The research visualisation map shows the meaning, value, and governance of land shift as it transitions from the physical world into the metaverse. It treats land not as a static material object but as a socio-technical construct whose definition changes with different forms of infrastructure, ownership systems, and human–technology relationships. In the physical world, land meaning emerges through geography, history, regulations, and settlement patterns. In the metaverse, it emerges through code, programmed scarcity, network effects, and digital economies. By placing Barcelona’s physical fabric beside the grid of Decentraland, the visualisation positions land as an interface—spatial, economic, symbolic, and programmable—rather than something tied solely to soil or territory. The composition intentionally brings together centuries-old cartographic representations with modern virtual land markets to show how ideas such as scarcity, clustering, speculation, and status signalling move across contexts and are reproduced rather than invented.

How to Read the Map?
The canvas is divided into four quadrants, starting from the bottom left and moving clockwise.
1. Land in Physical World
This quadrant overlays a contemporary satellite image of Barcelona with an 1891 map produced by the Institut Cartogràfic de Catalunya. This layering highlights the long histories embedded in physical land: the political debates that shaped Eixample’s urban grid, the infrastructures that determine accessibility, and the morphological constraints that influence density and form. Physical land is shown as finite, materially bound, and shaped by factors such as proximity, transport, sunlight, topography, and regulation. Detail 1, which marks the standard Eixample block of 113.3 metres, reinforces how physical land is defined by exact dimensions and measurable limits.
2. Hybrid Zone
The second quadrant presents concepts and logics that operate simultaneously in the physical and digital worlds.
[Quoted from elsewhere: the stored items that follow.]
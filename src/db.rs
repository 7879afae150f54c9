//! Database handles
//!
//! An environment carries two built-in B+trees (the free list and the main
//! database) and up to `max_dbs` named databases. A named database lives as
//! a descriptor record under its name in the main database; opening one
//! binds a `Database` handle to a slot with its comparators and flags.

use bitflags::bitflags;
use std::borrow::Cow;
use std::cmp::Ordering;

use crate::btree;
use crate::comparator::{self, CmpFn};
use crate::cursor::Cursor;
use crate::env::Dbx;
use crate::error::{Error, PageId, Result};
use crate::meta::{Db, MAIN_DBI};
use crate::page::NodeFlags;
use crate::txn::{mode::Mode, Transaction, Write};

bitflags! {
    /// Per-database flags, persisted in the descriptor
    #[derive(Debug, Clone, Copy, PartialEq, Eq)]
    pub struct DatabaseFlags: u16 {
        /// Compare keys back to front
        const REVERSEKEY = 0x02;
        /// Keys map to sorted sets of duplicate values
        const DUPSORT = 0x04;
        /// Keys are same-width little-endian unsigned integers
        const INTEGERKEY = 0x08;
        /// Create the database if it is absent (open-time only)
        const CREATE = 0x4000;
        /// Flags stored on disk
        const PERSISTENT = Self::REVERSEKEY.bits() | Self::DUPSORT.bits() |
                           Self::INTEGERKEY.bits();
    }
}

bitflags! {
    /// Flags for put operations
    #[derive(Debug, Clone, Copy, PartialEq, Eq)]
    pub struct WriteFlags: u16 {
        /// Fail with `KeyExist` instead of overwriting
        const NOOVERWRITE = 0x10;
        /// On DUPSORT databases, fail with `KeyExist` when the exact
        /// key/value pair is already present
        const NODUPDATA = 0x20;
    }
}

/// Statistics for one database
#[derive(Debug, Clone, Copy)]
pub struct Stat {
    /// Page size of the environment
    pub psize: u32,
    /// Tree depth; 0 when empty
    pub depth: u16,
    /// Number of branch pages
    pub branch_pages: u64,
    /// Number of leaf pages
    pub leaf_pages: u64,
    /// Number of overflow pages
    pub overflow_pages: u64,
    /// Number of data items
    pub entries: u64,
}

impl Stat {
    pub(crate) fn from_db(db: &Db) -> Self {
        Self {
            psize: crate::page::PAGE_SIZE as u32,
            depth: db.depth,
            branch_pages: db.branch_pages,
            leaf_pages: db.leaf_pages,
            overflow_pages: db.overflow_pages,
            entries: db.entries,
        }
    }
}

/// Handle to one database within an environment
#[derive(Debug, Clone)]
pub struct Database {
    dbi: usize,
}

impl Database {
    /// The unnamed main database
    pub fn main() -> Self {
        Self { dbi: MAIN_DBI }
    }

    /// Open an existing database by name; `None` is the main database
    pub fn open<M: Mode>(
        txn: &mut Transaction<'_, M>,
        name: Option<&str>,
        flags: DatabaseFlags,
    ) -> Result<Self> {
        match Self::open_existing(txn, name, flags)? {
            Some(db) => Ok(db),
            None => Err(Error::NotFound),
        }
    }

    /// Open a database by name, creating it when absent (`CREATE` semantics)
    pub fn create(
        txn: &mut Transaction<'_, Write>,
        name: Option<&str>,
        flags: DatabaseFlags,
    ) -> Result<Self> {
        if let Some(db) = Self::open_existing(txn, name, flags)? {
            return Ok(db);
        }
        let name = name.ok_or(Error::Invalid("the main database always exists"))?;
        let db = Db { flags: (flags & DatabaseFlags::PERSISTENT).bits(), ..Db::default() };
        let dbi = register_name(txn, name, DatabaseFlags::from_bits_truncate(db.flags))?;
        txn.register_dbi(dbi, db)?;
        // Persist the empty descriptor under the name
        btree::put(
            txn,
            MAIN_DBI,
            name.as_bytes(),
            &db.to_bytes(),
            WriteFlags::empty(),
            NodeFlags::SUBDATA,
        )?;
        Ok(Self { dbi })
    }

    fn open_existing<M: Mode>(
        txn: &mut Transaction<'_, M>,
        name: Option<&str>,
        flags: DatabaseFlags,
    ) -> Result<Option<Self>> {
        let Some(name) = name else {
            return Ok(Some(Self::main()));
        };
        let inner = txn.env.inner();

        // Re-use a slot another transaction already registered
        let existing = {
            let dbx = inner.dbx.read();
            dbx.iter().position(|d| d.name.as_deref() == Some(name))
        };
        if let Some(dbi) = existing {
            txn.ensure_dbi(dbi)?;
            if txn.dbs[dbi].root == crate::page::P_INVALID && txn.dbs[dbi].entries == 0 {
                // The slot may outlive an aborted create; the record decides
                if btree::get(txn, MAIN_DBI, name.as_bytes())?.is_none() {
                    return Ok(None);
                }
            }
            return Ok(Some(Self { dbi }));
        }

        let Some(bytes) = btree::get(txn, MAIN_DBI, name.as_bytes())? else {
            return Ok(None);
        };
        let db = Db::from_bytes(&bytes)?;
        let stored = DatabaseFlags::from_bits_truncate(db.flags);
        if !(flags & DatabaseFlags::PERSISTENT).is_empty()
            && (flags & DatabaseFlags::PERSISTENT) != stored
        {
            return Err(Error::Invalid("database flags differ from the stored ones"));
        }
        let dbi = register_name(txn, name, stored)?;
        txn.register_dbi(dbi, db)?;
        Ok(Some(Self { dbi }))
    }

    /// Replace the key comparator of this database
    ///
    /// Must be set before any access in the transaction; applies
    /// environment-wide for subsequently opened transactions too.
    pub fn set_compare(&self, txn: &Transaction<'_, impl Mode>, cmp: fn(&[u8], &[u8]) -> Ordering) {
        txn.env.inner().dbx.write()[self.dbi].cmp = cmp;
    }

    /// Replace the duplicate comparator of this DUPSORT database
    pub fn set_dup_compare(
        &self,
        txn: &Transaction<'_, impl Mode>,
        dcmp: fn(&[u8], &[u8]) -> Ordering,
    ) {
        txn.env.inner().dbx.write()[self.dbi].dcmp = dcmp;
    }

    /// Look up `key`; on DUPSORT databases, the first duplicate
    pub fn get<'txn, M: Mode>(
        &self,
        txn: &'txn Transaction<'txn, M>,
        key: &[u8],
    ) -> Result<Option<Cow<'txn, [u8]>>> {
        let db = txn.dbs[self.dbi];
        let cmp = txn.cmp(self.dbi);
        let Some((frames, exact)) = btree::descend(txn, &db, cmp, btree::SeekKey::Key(key))?
        else {
            return Ok(None);
        };
        if !exact {
            return Ok(None);
        }
        let (leaf, idx) = frames[frames.len() - 1];
        let page = txn.get_page(PageId(leaf))?;
        let nf = page.node_flags(idx)?;
        if nf.contains(NodeFlags::SUBDATA) && self.is_dupsort(txn) {
            // First duplicate: smallest key of the sub-tree
            let sub = Db::from_bytes(page.node_data(idx)?)?;
            let Some((sframes, _)) =
                btree::descend(txn, &sub, txn.dcmp(self.dbi), btree::SeekKey::Lowest)?
            else {
                return Ok(None);
            };
            let (sleaf, sidx) = sframes[sframes.len() - 1];
            return Ok(Some(Cow::Borrowed(txn.get_page(PageId(sleaf))?.node_key(sidx)?)));
        }
        if nf.contains(NodeFlags::BIGDATA) {
            let head = page.node_overflow_pgno(idx)?;
            let size = page.node_data_size(idx)?;
            return Ok(Some(crate::overflow::read_value(txn, head, size)?));
        }
        Ok(Some(Cow::Borrowed(page.node_data(idx)?)))
    }

    /// Store `key -> data`
    pub fn put(
        &self,
        txn: &mut Transaction<'_, Write>,
        key: &[u8],
        data: &[u8],
        flags: WriteFlags,
    ) -> Result<()> {
        btree::put(txn, self.dbi, key, data, flags, NodeFlags::empty())
    }

    /// Delete `key` with all its duplicates; returns whether it existed
    pub fn delete(&self, txn: &mut Transaction<'_, Write>, key: &[u8]) -> Result<bool> {
        match btree::del(txn, self.dbi, key, None) {
            Ok(()) => Ok(true),
            Err(Error::NotFound) => Ok(false),
            Err(e) => Err(e),
        }
    }

    /// Delete one duplicate of `key`; returns whether the pair existed
    pub fn delete_dup(
        &self,
        txn: &mut Transaction<'_, Write>,
        key: &[u8],
        data: &[u8],
    ) -> Result<bool> {
        match btree::del(txn, self.dbi, key, Some(data)) {
            Ok(()) => Ok(true),
            Err(Error::NotFound) => Ok(false),
            Err(e) => Err(e),
        }
    }

    /// Open a cursor over this database
    pub fn cursor<'txn, M: Mode>(&self, txn: &'txn Transaction<'txn, M>) -> Cursor<'txn, M> {
        Cursor::new(txn, self.dbi)
    }

    /// Statistics of this database within the transaction's snapshot
    pub fn stat<M: Mode>(&self, txn: &Transaction<'_, M>) -> Stat {
        Stat::from_db(&txn.dbs[self.dbi])
    }

    fn is_dupsort<M: Mode>(&self, txn: &Transaction<'_, M>) -> bool {
        txn.db_flags(self.dbi).contains(DatabaseFlags::DUPSORT)
    }
}

/// Register `name` in the environment's slot table, or find its slot
fn register_name<M: Mode>(
    txn: &Transaction<'_, M>,
    name: &str,
    stored: DatabaseFlags,
) -> Result<usize> {
    let inner = txn.env.inner();
    let mut dbx = inner.dbx.write();
    if let Some(i) = dbx.iter().position(|d| d.name.as_deref() == Some(name)) {
        return Ok(i);
    }
    if dbx.len() - 2 >= inner.max_dbs {
        return Err(Error::NoSpace);
    }
    dbx.push(Dbx {
        name: Some(name.to_string()),
        cmp: comparator::for_flags(stored),
        dcmp: comparator::lexicographic,
        flags: stored,
    });
    Ok(dbx.len() - 1)
}

/// A comparison function usable as a custom comparator
pub type CompareFn = CmpFn;

#[cfg(test)]
mod tests {
    use super::*;
    use crate::env::EnvBuilder;
    use tempfile::TempDir;

    #[test]
    fn test_named_db_round_trip() {
        let dir = TempDir::new().unwrap();
        let env = EnvBuilder::new().map_size(10 * 1024 * 1024).open(dir.path()).unwrap();

        let mut wtxn = env.begin_write().unwrap();
        let db = Database::create(&mut wtxn, Some("colors"), DatabaseFlags::CREATE).unwrap();
        db.put(&mut wtxn, b"sky", b"blue", WriteFlags::empty()).unwrap();
        db.put(&mut wtxn, b"grass", b"green", WriteFlags::empty()).unwrap();
        wtxn.commit().unwrap();

        let mut rtxn = env.begin_read().unwrap();
        let db = Database::open(&mut rtxn, Some("colors"), DatabaseFlags::empty()).unwrap();
        assert_eq!(db.get(&rtxn, b"sky").unwrap().as_deref(), Some(&b"blue"[..]));
        assert_eq!(db.get(&rtxn, b"grass").unwrap().as_deref(), Some(&b"green"[..]));
        assert_eq!(db.stat(&rtxn).entries, 2);
    }

    #[test]
    fn test_missing_named_db() {
        let dir = TempDir::new().unwrap();
        let env = EnvBuilder::new().map_size(10 * 1024 * 1024).open(dir.path()).unwrap();
        let mut rtxn = env.begin_read().unwrap();
        assert!(matches!(
            Database::open(&mut rtxn, Some("nope"), DatabaseFlags::empty()),
            Err(Error::NotFound)
        ));
    }

    #[test]
    fn test_custom_comparator() {
        let dir = TempDir::new().unwrap();
        let env = EnvBuilder::new().map_size(10 * 1024 * 1024).open(dir.path()).unwrap();

        let mut wtxn = env.begin_write().unwrap();
        let db = Database::create(&mut wtxn, Some("rev"), DatabaseFlags::CREATE).unwrap();
        // Install the ordering before the first insert
        db.set_compare(&wtxn, crate::comparator::reverse_lexicographic);
        for key in [&b"xa"[..], b"yb", b"za"] {
            db.put(&mut wtxn, key, b"v", WriteFlags::empty()).unwrap();
        }
        wtxn.commit().unwrap();

        let txn = env.begin_read().unwrap();
        let mut cursor = db.cursor(&txn);
        // Byte-reverse order: last byte decides, "xa" < "za" < "yb"
        let (key, _) = cursor.first().unwrap().unwrap();
        assert_eq!(key.as_ref(), b"xa");
        let (key, _) = cursor.next().unwrap().unwrap();
        assert_eq!(key.as_ref(), b"za");
        let (key, _) = cursor.next().unwrap().unwrap();
        assert_eq!(key.as_ref(), b"yb");
    }

    #[test]
    fn test_noopverwrite_flag() {
        let dir = TempDir::new().unwrap();
        let env = EnvBuilder::new().map_size(10 * 1024 * 1024).open(dir.path()).unwrap();
        let db = Database::main();

        let mut wtxn = env.begin_write().unwrap();
        db.put(&mut wtxn, b"k", b"v1", WriteFlags::empty()).unwrap();
        assert!(matches!(
            db.put(&mut wtxn, b"k", b"v2", WriteFlags::NOOVERWRITE),
            Err(Error::KeyExist)
        ));
        db.put(&mut wtxn, b"k", b"v2", WriteFlags::empty()).unwrap();
        assert_eq!(db.get(&wtxn, b"k").unwrap().as_deref(), Some(&b"v2"[..]));
    }
}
Scarcity, cluster economics, the halo effect, status signalling, and agglomeration are mapped visually as shared structural conditions. These forces are not exclusive to either setting; they travel. A prestigious neighbourhood in a city attracts development in the same way a high-value coordinate in Decentraland attracts digital investment. The hybrid zone shows that economic and social behaviours around land do not disappear when the medium changes. Human perception, collective desire, and cultural meaning remain active drivers.
3. Land in Metaverse
The third quadrant draws from Decentraland’s spatial plan, particularly the “Genesis City” layout. Here, land becomes programmable and finite by design. Parcels exist because code defines them, and their scarcity is intentionally constructed. Value is assigned through tokenisation, community attention, celebrity events, and network effects rather than geography. Detail 1 is echoed again—this time as a pixel-based measurement—creating a subtle artistic pun that highlights how the same idea of a “block” is reshaped in a digital environment. The shift from metres to pixels demonstrates the re-scaling of land’s meaning: still structured, still divisible, still tradeable, but no longer physical.
4. Human & Technology Map
The final quadrant maps the shifting roles of humans and technologies across these two worlds. In the physical realm, humans act as builders, planners, regulators, and residents. In the metaverse, technology takes on expanded roles as creator, host, validator, and gatekeeper. Humans appear as avatars, creators, miners, node operators, and participants in digital environments. This quadrant shows how agency and labour redistribute when land becomes virtual.
Across the canvas, a timeline runs from physical to digital, marking the semantic transformation of land—from territory and regulated property to asset, token, and programmable commodity. The transition is both spatial and conceptual, showing how land is continually redefined as it enters new technological and cultural domains.
Video Project
In recent years, the boundary between physical and digital worlds has blurred, reshaping ideas of value, place, and identity. Our video project explores this duality through a journey inside Decentraland, guided by a polished, slightly self-aware virtual assistant who mirrors the AI systems increasingly mediating real-world decisions. Framed against the backdrop of an unaffordable property market, the assistant introduces virtual land as an alternative arena where scarcity, speculation, and cultural influence operate much like physical real estate—illustrated through humorous, data-driven moments such as a parcel’s value rising after Snoop Dogg became a virtual neighbor. As viewers explore districts and parcels, the narrative highlights how emotional attachment and community can form even in pixelated spaces. The final twist arrives during the purchase process, where a “free” payment option requires full data access and constant surveillance, exposing the hidden costs of digital convenience. Ultimately, the video reflects on how expanding virtual territories offer new opportunities while raising critical questions about data ethics, ownership, and what we trade as we inhabit hybrid realities.